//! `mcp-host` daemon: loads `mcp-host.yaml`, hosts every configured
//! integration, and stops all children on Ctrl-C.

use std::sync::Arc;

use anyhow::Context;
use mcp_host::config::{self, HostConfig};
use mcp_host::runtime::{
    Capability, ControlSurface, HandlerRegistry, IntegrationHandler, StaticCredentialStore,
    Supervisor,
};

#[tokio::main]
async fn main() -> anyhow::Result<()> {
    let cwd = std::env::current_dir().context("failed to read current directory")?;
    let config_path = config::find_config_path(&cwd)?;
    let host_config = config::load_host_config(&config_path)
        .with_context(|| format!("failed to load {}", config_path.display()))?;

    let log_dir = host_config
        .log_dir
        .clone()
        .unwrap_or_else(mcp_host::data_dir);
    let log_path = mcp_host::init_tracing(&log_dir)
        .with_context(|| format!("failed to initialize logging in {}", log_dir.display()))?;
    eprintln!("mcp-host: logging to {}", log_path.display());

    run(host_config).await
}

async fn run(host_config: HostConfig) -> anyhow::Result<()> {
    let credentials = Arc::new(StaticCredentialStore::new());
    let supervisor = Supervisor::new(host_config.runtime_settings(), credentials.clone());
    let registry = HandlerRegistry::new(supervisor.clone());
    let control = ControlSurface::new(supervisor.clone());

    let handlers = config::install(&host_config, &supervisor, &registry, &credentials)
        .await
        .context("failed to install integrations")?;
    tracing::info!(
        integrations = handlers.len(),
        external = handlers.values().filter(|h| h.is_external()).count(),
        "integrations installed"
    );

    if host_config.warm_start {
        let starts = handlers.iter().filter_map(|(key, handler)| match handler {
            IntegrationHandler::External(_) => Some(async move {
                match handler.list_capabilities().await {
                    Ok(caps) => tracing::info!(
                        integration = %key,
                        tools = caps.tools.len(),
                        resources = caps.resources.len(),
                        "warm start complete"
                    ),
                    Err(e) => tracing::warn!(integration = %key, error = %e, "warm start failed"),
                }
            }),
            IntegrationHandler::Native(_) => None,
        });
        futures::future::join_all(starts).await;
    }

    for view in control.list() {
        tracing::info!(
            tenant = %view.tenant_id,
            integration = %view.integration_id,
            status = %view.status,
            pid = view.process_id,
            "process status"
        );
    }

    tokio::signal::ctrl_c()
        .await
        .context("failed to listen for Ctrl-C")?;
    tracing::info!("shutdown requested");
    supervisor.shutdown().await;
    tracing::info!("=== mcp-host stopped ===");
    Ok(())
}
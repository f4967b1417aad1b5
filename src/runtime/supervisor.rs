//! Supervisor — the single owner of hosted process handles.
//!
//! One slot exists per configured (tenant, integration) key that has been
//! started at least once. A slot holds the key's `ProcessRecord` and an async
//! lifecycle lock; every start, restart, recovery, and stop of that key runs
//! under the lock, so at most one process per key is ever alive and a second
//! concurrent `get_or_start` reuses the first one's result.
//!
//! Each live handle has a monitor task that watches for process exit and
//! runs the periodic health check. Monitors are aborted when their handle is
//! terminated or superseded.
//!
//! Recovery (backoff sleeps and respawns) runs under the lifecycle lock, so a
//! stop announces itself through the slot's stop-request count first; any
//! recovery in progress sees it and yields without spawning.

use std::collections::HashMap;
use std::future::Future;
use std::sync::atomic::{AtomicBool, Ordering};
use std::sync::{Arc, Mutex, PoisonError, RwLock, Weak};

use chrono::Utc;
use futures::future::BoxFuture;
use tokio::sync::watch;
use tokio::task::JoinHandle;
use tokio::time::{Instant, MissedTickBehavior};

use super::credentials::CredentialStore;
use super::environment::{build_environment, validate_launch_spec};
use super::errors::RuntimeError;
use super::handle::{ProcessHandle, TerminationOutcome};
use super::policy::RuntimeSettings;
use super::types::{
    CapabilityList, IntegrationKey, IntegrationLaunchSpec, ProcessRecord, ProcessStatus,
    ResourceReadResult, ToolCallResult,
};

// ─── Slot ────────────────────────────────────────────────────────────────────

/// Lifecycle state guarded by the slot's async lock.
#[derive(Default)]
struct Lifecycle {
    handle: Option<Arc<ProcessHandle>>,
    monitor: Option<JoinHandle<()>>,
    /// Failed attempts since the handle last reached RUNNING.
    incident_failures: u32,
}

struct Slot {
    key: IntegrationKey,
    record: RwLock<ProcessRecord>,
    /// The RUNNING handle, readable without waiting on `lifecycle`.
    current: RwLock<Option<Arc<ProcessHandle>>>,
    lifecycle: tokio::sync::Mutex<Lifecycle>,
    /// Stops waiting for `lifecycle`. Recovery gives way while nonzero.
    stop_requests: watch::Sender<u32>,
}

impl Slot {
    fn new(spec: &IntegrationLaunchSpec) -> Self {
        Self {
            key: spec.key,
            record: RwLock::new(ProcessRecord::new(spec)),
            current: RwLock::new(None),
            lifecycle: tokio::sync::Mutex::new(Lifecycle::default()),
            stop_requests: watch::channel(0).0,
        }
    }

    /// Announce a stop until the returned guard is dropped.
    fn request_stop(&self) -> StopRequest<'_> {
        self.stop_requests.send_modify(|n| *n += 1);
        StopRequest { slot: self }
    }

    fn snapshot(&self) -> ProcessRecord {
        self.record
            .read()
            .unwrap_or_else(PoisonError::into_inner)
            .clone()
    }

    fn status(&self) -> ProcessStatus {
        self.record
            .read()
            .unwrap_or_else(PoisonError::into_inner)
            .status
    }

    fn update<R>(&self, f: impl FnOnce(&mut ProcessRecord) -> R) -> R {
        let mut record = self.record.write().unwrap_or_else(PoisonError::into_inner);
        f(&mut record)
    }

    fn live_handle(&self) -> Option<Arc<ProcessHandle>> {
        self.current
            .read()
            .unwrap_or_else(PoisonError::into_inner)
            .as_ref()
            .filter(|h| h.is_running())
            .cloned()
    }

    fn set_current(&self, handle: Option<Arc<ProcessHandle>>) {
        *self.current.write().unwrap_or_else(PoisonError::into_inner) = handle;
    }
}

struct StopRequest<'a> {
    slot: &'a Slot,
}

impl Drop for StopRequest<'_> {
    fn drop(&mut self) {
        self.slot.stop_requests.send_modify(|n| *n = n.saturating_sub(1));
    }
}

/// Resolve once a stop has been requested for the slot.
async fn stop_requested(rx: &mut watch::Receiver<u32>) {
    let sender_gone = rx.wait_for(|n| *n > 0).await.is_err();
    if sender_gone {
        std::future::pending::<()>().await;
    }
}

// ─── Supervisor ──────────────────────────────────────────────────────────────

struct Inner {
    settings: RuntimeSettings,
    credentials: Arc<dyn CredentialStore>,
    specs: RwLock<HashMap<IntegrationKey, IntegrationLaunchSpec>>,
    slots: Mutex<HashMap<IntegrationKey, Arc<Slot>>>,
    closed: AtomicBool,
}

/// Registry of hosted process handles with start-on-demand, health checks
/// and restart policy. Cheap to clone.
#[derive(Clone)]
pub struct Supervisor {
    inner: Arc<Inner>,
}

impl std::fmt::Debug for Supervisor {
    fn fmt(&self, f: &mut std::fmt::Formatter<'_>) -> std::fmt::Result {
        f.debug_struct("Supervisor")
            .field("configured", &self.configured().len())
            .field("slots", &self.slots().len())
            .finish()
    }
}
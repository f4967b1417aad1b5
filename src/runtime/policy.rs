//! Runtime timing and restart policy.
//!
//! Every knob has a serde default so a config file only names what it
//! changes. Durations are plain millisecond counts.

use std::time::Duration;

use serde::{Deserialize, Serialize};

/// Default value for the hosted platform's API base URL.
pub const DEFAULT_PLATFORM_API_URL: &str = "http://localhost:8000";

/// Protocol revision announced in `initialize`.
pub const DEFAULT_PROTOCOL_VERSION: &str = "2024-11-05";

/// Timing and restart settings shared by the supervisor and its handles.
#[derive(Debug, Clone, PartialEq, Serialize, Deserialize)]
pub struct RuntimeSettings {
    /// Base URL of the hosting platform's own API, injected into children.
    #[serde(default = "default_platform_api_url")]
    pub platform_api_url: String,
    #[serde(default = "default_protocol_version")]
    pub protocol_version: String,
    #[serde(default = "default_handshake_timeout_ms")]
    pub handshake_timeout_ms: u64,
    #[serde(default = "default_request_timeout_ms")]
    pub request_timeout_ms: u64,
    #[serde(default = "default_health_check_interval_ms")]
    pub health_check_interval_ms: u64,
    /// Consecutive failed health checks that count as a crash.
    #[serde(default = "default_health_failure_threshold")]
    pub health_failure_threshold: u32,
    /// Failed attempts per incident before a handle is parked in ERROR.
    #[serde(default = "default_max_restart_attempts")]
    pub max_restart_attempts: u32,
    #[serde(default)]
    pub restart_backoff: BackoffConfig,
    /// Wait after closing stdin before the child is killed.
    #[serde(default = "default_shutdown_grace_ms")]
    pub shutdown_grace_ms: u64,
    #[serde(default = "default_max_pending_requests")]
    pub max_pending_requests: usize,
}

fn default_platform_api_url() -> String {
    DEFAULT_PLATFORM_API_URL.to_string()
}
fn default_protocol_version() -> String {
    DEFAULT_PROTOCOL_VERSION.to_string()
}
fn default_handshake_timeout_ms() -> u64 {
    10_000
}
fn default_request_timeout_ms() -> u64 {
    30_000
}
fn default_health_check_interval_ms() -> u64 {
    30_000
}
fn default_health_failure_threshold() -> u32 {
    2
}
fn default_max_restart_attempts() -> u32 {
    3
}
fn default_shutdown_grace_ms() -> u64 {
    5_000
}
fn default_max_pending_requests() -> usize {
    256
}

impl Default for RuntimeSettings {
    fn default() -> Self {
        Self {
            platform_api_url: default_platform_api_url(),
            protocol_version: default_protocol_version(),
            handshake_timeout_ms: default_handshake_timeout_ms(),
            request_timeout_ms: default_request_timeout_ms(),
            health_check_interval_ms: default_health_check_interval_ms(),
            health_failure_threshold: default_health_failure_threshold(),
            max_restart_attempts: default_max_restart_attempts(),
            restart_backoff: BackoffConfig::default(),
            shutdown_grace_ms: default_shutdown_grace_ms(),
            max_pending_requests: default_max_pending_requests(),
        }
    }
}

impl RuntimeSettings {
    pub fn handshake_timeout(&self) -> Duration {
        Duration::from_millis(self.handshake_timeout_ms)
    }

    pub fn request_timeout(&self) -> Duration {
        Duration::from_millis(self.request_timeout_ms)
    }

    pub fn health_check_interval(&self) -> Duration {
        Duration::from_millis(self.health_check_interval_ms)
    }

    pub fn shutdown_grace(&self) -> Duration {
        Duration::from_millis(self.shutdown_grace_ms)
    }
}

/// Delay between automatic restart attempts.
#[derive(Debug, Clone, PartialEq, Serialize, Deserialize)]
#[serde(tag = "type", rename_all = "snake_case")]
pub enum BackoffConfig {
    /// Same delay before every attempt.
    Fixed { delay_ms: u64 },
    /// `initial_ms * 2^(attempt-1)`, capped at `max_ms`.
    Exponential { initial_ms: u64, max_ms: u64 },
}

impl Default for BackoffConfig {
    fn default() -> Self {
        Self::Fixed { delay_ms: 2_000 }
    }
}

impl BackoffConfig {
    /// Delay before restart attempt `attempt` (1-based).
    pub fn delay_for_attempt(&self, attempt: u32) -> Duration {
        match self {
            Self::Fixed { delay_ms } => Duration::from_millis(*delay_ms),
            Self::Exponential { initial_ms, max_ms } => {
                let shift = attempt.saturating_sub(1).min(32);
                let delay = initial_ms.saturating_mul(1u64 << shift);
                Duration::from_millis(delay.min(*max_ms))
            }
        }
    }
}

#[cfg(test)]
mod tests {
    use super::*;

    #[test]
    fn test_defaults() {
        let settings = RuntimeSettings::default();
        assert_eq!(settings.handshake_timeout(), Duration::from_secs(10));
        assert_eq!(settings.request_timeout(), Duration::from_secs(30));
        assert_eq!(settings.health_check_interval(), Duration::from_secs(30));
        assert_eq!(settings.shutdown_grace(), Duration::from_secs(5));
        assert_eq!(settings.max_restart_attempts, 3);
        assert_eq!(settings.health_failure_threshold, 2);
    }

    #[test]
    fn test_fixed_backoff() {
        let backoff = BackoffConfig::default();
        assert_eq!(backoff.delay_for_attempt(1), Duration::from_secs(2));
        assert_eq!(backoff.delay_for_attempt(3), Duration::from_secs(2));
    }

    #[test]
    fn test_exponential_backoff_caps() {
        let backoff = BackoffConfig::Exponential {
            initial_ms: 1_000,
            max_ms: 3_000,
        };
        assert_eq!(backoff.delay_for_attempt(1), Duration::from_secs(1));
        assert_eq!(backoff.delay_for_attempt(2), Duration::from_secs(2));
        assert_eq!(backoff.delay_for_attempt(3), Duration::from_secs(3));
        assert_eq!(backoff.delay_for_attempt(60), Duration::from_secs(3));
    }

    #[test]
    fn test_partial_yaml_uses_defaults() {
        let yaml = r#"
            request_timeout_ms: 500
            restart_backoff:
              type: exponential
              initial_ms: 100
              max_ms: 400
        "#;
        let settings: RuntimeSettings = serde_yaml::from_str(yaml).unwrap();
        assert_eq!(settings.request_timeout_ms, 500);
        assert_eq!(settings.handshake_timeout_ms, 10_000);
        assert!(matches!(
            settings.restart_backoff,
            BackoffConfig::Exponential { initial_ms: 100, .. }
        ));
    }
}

---

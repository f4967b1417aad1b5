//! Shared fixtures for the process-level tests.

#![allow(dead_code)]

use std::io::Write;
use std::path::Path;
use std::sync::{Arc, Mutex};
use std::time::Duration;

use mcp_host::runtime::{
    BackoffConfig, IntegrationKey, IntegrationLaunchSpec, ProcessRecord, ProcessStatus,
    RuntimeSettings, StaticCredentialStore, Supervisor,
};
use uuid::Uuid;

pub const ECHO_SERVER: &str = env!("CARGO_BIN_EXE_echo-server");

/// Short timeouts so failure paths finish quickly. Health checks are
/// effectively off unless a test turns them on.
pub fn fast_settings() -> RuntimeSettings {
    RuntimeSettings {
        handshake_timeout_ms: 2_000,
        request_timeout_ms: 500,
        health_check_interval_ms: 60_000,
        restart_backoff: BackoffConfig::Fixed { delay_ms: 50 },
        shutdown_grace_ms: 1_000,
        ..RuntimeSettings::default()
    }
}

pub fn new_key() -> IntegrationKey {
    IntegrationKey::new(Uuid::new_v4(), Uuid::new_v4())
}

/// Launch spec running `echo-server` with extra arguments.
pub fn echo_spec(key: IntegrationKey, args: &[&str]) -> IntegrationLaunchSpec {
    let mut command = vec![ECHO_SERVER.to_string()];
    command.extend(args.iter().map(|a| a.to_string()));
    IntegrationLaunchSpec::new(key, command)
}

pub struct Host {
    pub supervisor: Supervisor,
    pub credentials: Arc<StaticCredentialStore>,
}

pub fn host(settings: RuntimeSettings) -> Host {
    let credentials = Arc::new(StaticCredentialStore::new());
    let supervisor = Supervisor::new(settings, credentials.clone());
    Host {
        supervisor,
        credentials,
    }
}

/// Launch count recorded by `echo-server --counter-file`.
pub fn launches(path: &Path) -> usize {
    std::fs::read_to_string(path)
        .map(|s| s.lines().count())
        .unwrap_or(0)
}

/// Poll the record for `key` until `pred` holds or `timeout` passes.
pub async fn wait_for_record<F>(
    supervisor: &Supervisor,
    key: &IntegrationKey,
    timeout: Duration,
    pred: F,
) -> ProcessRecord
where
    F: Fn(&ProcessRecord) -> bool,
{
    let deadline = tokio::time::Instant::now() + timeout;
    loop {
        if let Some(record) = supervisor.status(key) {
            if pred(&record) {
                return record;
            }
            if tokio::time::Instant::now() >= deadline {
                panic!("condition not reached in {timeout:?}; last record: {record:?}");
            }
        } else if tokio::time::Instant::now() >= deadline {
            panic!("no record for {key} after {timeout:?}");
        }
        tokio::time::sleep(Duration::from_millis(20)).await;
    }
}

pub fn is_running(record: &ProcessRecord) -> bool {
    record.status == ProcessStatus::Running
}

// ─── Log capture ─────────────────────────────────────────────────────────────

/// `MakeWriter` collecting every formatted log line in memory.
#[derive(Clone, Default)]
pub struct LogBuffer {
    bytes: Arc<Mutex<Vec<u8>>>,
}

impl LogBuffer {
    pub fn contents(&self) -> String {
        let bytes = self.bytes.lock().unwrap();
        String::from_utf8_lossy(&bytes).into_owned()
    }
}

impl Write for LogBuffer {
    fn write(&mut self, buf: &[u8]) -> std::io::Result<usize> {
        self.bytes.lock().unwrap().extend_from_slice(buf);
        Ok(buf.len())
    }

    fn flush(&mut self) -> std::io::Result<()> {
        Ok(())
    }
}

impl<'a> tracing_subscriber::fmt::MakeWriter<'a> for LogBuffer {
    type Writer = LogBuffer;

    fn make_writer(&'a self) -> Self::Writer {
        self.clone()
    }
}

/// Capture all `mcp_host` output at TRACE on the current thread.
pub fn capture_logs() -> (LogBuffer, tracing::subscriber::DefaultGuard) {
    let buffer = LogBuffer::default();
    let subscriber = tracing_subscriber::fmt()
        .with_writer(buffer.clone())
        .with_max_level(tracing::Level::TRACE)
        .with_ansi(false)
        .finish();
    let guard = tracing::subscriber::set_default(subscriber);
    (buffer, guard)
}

**What is needed:** Gather each line from the entries above that includes the word "tests".

**Exercise result:**
mod tests {
//! Shared fixtures for the process-level tests.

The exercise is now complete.